В музее НАСА под Хьюстоном стоят на открытом воздухе огромные ракеты, в том числе и та, что доставила людей на Луну. Они являются таким же памятником Даниэлу Гуггенхейму, как Нью-Йоркский музей - его брату Соломону.

Незадолго перед смертью - Даниэл умер 30 сентября 1930 года - он заговорил о Годдарде с дочерью Глэдис:

- Я - старый человек, - сказал он, - и не увижу этого. А ты увидишь: ракеты, доставляющие почту из Америки в Европу и обратно.

Она увидела через четырнадцать лет: немецкие ракеты, падающие на Лондон. А еще какое-то время спустя - и это уже увидел весь мир: огромные ракеты, провозимые торжественно через Красную площадь на военных парадах.

Как случилось, что такой опытнейший, проницательный, умный человек ошибся? Психологическая загадка? А может быть, нет: Даниэл Гуггенхейм ведь был человеком 19 века - капиталист, и в то же время неисправимый идеалист.

...Идеалистами сделались в конце концов и немецкие ракетчики - не раньше, правда, чем Германия проиграла и Вторую мировую войну. Большинство специалистов из команды Дорнбергера, в том числе и самый знаменитый - Вернер фон Браун - оказались после войны в Соединенных Штатах. Они очень не любили вспоминать военное прошлое.

- Я всегда хотел строить космические корабли, - признавался Вернер фон Браун, - и не моя вина, что все деньги на исследования шли через военное ведомство.
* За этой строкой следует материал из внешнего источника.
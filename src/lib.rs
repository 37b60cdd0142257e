//! # phpdocmd
//!
//! Cross-linked Markdown API documentation from phpDocumentor's
//! `structure.xml`.
//!
//! ## Module Structure (dependency order)
//!
//! ```text
//! generate  → Pipeline: load, build model, render, write pages
//!   ↓
//! render    → Markdown pages for classes, members, function files and the index
//!   ↓
//! api       → Frozen class and function registries
//!   ↓
//! link / index / options → Cross-references, namespace tree, settings
//!   ↓
//! inherit   → Inheritance expansion over the class registry
//!   ↓
//! registry  → Name-keyed definition collections
//!   ↓
//! extract   → Metadata nodes to definitions
//!   ↓
//! model     → Definitions and members
//!   ↓
//! metadata  → quick-xml reader, navigable node tree
//!   ↓
//! base      → Qualified names, file naming rule
//! ```
//!
//! ## Usage
//!
//! ```ignore
//! use phpdocmd::{Generator, Options};
//!
//! let report = Generator::new(Options::default()).run("docs/structure.xml", "docs/api")?;
//! println!("{} class pages", report.class_pages);
//! ```

// ============================================================================
// MODULES (dependency order: base → metadata → model → ... → generate)
// ============================================================================

/// Foundation helpers: namespace separators, file naming
pub mod base;

/// Metadata loading: XML reader and node queries
pub mod metadata;

/// Definition and member records
pub mod model;

/// Extractors turning metadata nodes into definitions
pub mod extract;

/// Name-keyed definition registries
pub mod registry;

/// Inheritance expansion
pub mod inherit;

/// Namespace tree for the index page
pub mod index;

/// Cross-reference linking of type expressions
pub mod link;

/// Generation options (JSON config)
pub mod options;

/// The expanded API model
pub mod api;

/// Markdown rendering
pub mod render;

/// End-to-end generation
pub mod generate;

pub use api::ApiModel;
pub use extract::{ClassExtractor, Extractor, FunctionExtractor};
pub use generate::{GenerateError, GenerationReport, Generator, load_options};
pub use index::{IndexEntry, NamespaceTree};
pub use inherit::{ExpansionStats, expand};
pub use link::{LinkTemplate, Linker};
pub use metadata::{MetadataError, MetadataTree, Node};
pub use model::{ClassDefinition, ClassKind, Definition, FunctionFile, Visibility};
pub use options::{Level, Options};
pub use registry::Registry;
pub use render::{ComponentKind, ComponentPage, MarkdownRenderer};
Американцы смеялись: Браун отправлял ракету в космос, но промахнулся и попал... в Лондон.

...А русские ракетчики идеалистами так и не стали. Бывший гирдовец, ученик Цандера Королев знал (не мог после десяти лет лагерей не знать), какому дьяволу вручает страшное оружие.. А все же вручал, старался. О чем он при этом думал; мучился ли? Ни в одной из его многочисленных биографий ответа не найдете. Не за что уцепиться биографам: никогда ни с кем Королев на эту тему не говорил.

Может быть, в 21 веке новый Фрейд создаст психоаналитическую теорию таких случаев. Материалов для обобщений накопилось за наш век с избытком.